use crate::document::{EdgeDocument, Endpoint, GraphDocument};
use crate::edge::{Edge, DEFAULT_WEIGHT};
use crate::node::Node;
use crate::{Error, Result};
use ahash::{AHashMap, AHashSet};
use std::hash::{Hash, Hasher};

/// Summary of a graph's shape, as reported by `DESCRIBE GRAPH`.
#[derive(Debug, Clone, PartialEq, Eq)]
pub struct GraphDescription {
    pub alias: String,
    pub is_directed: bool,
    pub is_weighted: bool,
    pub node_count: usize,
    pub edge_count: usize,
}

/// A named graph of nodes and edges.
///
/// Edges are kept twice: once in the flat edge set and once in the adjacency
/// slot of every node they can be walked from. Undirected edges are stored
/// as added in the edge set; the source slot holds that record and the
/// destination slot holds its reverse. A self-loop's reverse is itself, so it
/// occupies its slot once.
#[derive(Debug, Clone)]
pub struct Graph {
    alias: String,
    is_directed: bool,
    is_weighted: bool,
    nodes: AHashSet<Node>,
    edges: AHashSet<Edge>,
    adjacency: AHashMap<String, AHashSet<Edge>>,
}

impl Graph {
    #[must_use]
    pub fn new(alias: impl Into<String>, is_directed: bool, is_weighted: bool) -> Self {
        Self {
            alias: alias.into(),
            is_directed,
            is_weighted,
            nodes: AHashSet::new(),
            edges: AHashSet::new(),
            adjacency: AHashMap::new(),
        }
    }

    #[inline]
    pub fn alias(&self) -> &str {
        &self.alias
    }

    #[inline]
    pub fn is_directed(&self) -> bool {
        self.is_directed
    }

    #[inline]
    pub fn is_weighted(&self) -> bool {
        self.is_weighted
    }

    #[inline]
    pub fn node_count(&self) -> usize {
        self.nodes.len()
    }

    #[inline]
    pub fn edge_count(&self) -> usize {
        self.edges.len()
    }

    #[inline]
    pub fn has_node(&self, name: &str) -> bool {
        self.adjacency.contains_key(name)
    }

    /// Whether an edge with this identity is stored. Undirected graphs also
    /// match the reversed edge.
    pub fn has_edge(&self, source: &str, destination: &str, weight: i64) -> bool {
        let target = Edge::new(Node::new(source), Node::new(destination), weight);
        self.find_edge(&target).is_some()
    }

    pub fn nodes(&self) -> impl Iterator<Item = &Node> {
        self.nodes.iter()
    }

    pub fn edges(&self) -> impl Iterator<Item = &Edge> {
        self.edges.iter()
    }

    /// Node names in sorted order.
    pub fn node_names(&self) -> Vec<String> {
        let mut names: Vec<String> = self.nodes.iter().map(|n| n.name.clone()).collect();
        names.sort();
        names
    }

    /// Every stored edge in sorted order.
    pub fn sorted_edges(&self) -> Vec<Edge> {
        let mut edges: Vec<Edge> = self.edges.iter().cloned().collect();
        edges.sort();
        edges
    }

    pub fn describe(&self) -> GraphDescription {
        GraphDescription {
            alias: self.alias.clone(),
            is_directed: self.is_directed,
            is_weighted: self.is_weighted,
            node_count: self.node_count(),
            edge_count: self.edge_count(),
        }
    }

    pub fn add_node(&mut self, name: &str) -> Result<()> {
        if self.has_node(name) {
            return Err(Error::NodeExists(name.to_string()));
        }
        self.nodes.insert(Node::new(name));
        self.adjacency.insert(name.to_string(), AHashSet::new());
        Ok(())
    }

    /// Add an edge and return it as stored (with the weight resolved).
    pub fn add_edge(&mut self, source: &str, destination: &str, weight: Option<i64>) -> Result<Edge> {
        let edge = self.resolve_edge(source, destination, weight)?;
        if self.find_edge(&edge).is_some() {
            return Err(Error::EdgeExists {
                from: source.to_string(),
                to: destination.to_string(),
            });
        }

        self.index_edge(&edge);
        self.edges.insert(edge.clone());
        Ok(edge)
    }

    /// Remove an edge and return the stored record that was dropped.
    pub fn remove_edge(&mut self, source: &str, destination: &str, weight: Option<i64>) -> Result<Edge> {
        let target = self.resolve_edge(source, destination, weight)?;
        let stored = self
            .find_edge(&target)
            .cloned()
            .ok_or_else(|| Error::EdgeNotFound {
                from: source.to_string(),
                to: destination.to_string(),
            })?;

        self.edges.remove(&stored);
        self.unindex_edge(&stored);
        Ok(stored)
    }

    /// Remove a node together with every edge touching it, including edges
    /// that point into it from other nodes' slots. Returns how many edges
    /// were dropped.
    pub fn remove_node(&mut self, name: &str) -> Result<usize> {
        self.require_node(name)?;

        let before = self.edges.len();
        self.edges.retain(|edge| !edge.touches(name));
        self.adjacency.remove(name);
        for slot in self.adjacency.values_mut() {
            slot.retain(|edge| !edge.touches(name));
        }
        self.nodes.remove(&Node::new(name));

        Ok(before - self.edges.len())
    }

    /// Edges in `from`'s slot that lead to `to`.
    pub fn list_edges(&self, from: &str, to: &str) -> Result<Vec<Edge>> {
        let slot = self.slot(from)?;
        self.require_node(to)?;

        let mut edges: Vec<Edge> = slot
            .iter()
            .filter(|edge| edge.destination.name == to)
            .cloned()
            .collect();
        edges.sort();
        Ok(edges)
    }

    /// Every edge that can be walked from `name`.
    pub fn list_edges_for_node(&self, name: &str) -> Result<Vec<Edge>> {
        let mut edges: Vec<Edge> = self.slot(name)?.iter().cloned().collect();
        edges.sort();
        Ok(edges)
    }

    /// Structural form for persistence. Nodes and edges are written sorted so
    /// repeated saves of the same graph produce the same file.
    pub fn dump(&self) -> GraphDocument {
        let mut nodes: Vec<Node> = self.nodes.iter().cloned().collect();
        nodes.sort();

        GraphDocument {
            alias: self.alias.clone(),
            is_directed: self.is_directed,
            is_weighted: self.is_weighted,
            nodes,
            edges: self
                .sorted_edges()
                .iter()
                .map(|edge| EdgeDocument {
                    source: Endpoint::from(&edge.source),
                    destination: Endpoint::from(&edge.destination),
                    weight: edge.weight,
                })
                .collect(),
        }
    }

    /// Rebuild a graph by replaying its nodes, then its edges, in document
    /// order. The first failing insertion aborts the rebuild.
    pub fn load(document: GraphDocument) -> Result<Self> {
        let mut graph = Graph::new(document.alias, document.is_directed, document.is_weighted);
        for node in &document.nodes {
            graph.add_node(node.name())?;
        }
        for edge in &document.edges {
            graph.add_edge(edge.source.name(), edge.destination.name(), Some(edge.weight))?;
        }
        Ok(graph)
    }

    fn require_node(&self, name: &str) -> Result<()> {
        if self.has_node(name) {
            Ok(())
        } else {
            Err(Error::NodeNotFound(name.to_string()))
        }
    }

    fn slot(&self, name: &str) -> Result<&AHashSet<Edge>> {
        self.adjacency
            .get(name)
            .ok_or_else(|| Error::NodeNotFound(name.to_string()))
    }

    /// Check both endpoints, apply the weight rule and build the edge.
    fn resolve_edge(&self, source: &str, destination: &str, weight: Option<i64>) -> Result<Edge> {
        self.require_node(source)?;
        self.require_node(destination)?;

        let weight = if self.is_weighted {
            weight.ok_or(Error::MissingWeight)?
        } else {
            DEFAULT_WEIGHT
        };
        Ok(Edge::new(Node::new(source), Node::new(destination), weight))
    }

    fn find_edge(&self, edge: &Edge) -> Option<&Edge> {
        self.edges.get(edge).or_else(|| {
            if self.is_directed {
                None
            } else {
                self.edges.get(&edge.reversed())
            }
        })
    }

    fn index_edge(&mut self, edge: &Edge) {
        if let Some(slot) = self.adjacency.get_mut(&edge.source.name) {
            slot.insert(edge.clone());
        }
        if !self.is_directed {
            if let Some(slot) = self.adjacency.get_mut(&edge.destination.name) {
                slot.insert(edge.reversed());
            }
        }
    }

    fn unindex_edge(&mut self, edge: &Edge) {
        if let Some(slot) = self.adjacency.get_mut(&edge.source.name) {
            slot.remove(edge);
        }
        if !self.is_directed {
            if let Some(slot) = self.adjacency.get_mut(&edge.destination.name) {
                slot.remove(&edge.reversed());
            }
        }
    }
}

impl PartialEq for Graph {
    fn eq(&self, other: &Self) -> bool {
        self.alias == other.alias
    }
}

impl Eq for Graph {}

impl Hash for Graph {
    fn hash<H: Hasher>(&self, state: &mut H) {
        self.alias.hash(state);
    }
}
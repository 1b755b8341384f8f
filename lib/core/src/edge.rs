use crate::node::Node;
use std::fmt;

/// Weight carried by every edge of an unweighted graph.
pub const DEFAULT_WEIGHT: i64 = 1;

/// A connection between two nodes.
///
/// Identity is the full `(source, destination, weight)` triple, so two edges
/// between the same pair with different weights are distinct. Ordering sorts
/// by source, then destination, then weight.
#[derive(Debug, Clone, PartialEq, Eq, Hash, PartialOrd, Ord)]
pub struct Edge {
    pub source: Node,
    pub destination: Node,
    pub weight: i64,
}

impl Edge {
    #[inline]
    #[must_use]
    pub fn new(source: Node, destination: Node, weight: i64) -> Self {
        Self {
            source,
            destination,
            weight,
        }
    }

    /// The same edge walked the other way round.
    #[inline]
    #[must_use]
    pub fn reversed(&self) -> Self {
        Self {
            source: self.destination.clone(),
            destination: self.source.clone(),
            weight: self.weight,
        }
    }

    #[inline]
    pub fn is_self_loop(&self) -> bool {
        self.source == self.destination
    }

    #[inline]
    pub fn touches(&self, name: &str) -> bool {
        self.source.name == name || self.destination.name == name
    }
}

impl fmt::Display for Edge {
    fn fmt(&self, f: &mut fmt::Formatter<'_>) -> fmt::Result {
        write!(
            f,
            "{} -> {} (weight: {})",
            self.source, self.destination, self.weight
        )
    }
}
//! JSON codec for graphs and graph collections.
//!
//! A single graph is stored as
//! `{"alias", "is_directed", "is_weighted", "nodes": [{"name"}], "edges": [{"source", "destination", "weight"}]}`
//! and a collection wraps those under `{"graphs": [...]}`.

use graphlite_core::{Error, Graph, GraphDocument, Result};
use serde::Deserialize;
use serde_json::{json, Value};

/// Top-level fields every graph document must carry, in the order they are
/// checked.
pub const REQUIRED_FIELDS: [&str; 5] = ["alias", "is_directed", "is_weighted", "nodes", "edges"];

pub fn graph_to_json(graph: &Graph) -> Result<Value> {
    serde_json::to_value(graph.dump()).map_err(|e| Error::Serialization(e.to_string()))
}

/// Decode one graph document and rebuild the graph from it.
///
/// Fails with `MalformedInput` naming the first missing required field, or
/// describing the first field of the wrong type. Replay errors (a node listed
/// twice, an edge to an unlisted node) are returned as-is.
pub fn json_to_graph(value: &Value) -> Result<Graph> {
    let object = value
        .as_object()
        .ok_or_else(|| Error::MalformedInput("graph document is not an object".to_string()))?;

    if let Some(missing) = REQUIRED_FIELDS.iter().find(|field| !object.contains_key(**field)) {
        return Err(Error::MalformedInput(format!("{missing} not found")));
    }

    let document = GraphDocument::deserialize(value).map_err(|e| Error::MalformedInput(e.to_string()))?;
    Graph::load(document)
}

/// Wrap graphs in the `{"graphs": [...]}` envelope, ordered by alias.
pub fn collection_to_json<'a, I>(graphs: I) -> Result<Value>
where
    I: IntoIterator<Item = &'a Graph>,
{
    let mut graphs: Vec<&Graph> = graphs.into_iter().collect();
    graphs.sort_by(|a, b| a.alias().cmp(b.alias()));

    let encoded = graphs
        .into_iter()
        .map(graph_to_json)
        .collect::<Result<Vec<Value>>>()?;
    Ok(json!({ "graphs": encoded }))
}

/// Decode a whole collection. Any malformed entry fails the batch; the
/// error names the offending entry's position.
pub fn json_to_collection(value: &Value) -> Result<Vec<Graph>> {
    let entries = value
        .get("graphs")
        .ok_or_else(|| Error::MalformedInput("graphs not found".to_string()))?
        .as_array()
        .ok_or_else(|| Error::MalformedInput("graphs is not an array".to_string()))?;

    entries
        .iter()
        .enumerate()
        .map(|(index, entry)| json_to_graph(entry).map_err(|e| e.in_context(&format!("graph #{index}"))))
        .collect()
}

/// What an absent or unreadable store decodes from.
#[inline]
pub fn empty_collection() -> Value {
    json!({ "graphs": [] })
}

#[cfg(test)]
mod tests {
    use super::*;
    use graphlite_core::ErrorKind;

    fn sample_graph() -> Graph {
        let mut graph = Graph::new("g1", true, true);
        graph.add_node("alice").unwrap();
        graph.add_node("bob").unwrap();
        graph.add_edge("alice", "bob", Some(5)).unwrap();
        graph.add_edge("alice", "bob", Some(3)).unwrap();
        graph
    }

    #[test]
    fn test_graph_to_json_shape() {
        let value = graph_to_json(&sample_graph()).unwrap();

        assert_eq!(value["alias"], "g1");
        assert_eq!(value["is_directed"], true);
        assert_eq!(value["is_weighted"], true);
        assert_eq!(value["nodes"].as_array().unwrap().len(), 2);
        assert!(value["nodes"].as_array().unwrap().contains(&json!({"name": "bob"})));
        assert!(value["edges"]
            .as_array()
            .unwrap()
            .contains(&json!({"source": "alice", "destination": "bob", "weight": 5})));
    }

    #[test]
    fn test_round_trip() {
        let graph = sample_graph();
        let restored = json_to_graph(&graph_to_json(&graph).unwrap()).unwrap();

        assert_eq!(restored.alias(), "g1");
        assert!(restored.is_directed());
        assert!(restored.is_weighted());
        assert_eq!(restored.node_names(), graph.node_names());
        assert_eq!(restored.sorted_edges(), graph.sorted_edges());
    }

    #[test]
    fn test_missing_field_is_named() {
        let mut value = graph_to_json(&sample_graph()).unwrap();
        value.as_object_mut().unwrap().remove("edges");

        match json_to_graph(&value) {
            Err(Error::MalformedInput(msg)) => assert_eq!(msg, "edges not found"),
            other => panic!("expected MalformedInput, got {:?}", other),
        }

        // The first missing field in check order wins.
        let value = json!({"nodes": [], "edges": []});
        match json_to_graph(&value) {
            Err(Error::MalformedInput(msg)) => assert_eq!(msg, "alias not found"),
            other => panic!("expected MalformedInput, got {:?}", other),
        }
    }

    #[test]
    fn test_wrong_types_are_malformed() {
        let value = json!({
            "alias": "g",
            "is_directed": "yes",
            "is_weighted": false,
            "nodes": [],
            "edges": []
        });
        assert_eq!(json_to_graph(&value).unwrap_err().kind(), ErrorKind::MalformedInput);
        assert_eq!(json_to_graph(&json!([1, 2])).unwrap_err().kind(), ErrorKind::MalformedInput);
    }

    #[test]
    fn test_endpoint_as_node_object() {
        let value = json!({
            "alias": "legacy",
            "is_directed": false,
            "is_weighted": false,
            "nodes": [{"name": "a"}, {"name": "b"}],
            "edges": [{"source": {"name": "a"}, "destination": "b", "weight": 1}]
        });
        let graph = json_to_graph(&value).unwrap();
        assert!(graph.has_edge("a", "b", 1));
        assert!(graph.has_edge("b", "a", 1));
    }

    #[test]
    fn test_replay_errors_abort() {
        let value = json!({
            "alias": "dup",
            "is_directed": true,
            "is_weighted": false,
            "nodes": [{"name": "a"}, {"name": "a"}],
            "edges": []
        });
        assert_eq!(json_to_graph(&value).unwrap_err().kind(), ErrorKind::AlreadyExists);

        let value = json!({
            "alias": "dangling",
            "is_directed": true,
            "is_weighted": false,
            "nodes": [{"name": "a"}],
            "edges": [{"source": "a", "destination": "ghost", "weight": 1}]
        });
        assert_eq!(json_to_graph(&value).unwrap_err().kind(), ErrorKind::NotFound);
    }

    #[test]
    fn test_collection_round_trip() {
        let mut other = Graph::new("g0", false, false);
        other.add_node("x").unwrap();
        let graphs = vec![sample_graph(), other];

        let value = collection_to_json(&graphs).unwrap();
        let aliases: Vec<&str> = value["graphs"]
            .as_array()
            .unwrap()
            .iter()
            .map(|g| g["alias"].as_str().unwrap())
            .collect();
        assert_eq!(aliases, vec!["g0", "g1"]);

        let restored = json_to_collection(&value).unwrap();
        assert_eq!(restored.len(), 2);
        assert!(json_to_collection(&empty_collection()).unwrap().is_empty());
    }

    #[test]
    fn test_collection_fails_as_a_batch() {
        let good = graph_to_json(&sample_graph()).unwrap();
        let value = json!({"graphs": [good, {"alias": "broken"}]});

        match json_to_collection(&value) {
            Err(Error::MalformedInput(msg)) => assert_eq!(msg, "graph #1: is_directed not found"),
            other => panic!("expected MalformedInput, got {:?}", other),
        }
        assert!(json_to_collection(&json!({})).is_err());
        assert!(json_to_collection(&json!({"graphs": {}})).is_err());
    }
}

━━━━━━━━

Exercise objective> In the records above, the line with "edge in sorted order." marks the start and the line with "let before = self.edges.len();" marks the end; copy that stretch exactly, both lines included, and nothing else.

Result below>
    /// Every stored edge in sorted order.
    pub fn sorted_edges(&self) -> Vec<Edge> {
        let mut edges: Vec<Edge> = self.edges.iter().cloned().collect();
        edges.sort();
        edges
    }

    pub fn describe(&self) -> GraphDescription {
        GraphDescription {
            alias: self.alias.clone(),
            is_directed: self.is_directed,
            is_weighted: self.is_weighted,
            node_count: self.node_count(),
            edge_count: self.edge_count(),
        }
    }

    pub fn add_node(&mut self, name: &str) -> Result<()> {
        if self.has_node(name) {
            return Err(Error::NodeExists(name.to_string()));
        }
        self.nodes.insert(Node::new(name));
        self.adjacency.insert(name.to_string(), AHashSet::new());
        Ok(())
    }

    /// Add an edge and return it as stored (with the weight resolved).
    pub fn add_edge(&mut self, source: &str, destination: &str, weight: Option<i64>) -> Result<Edge> {
        let edge = self.resolve_edge(source, destination, weight)?;
        if self.find_edge(&edge).is_some() {
            return Err(Error::EdgeExists {
                from: source.to_string(),
                to: destination.to_string(),
            });
        }

        self.index_edge(&edge);
        self.edges.insert(edge.clone());
        Ok(edge)
    }

    /// Remove an edge and return the stored record that was dropped.
    pub fn remove_edge(&mut self, source: &str, destination: &str, weight: Option<i64>) -> Result<Edge> {
        let target = self.resolve_edge(source, destination, weight)?;
        let stored = self
            .find_edge(&target)
            .cloned()
            .ok_or_else(|| Error::EdgeNotFound {
                from: source.to_string(),
                to: destination.to_string(),
            })?;

        self.edges.remove(&stored);
        self.unindex_edge(&stored);
        Ok(stored)
    }

    /// Remove a node together with every edge touching it, including edges
    /// that point into it from other nodes' slots. Returns how many edges
    /// were dropped.
    pub fn remove_node(&mut self, name: &str) -> Result<usize> {
        self.require_node(name)?;

        let before = self.edges.len();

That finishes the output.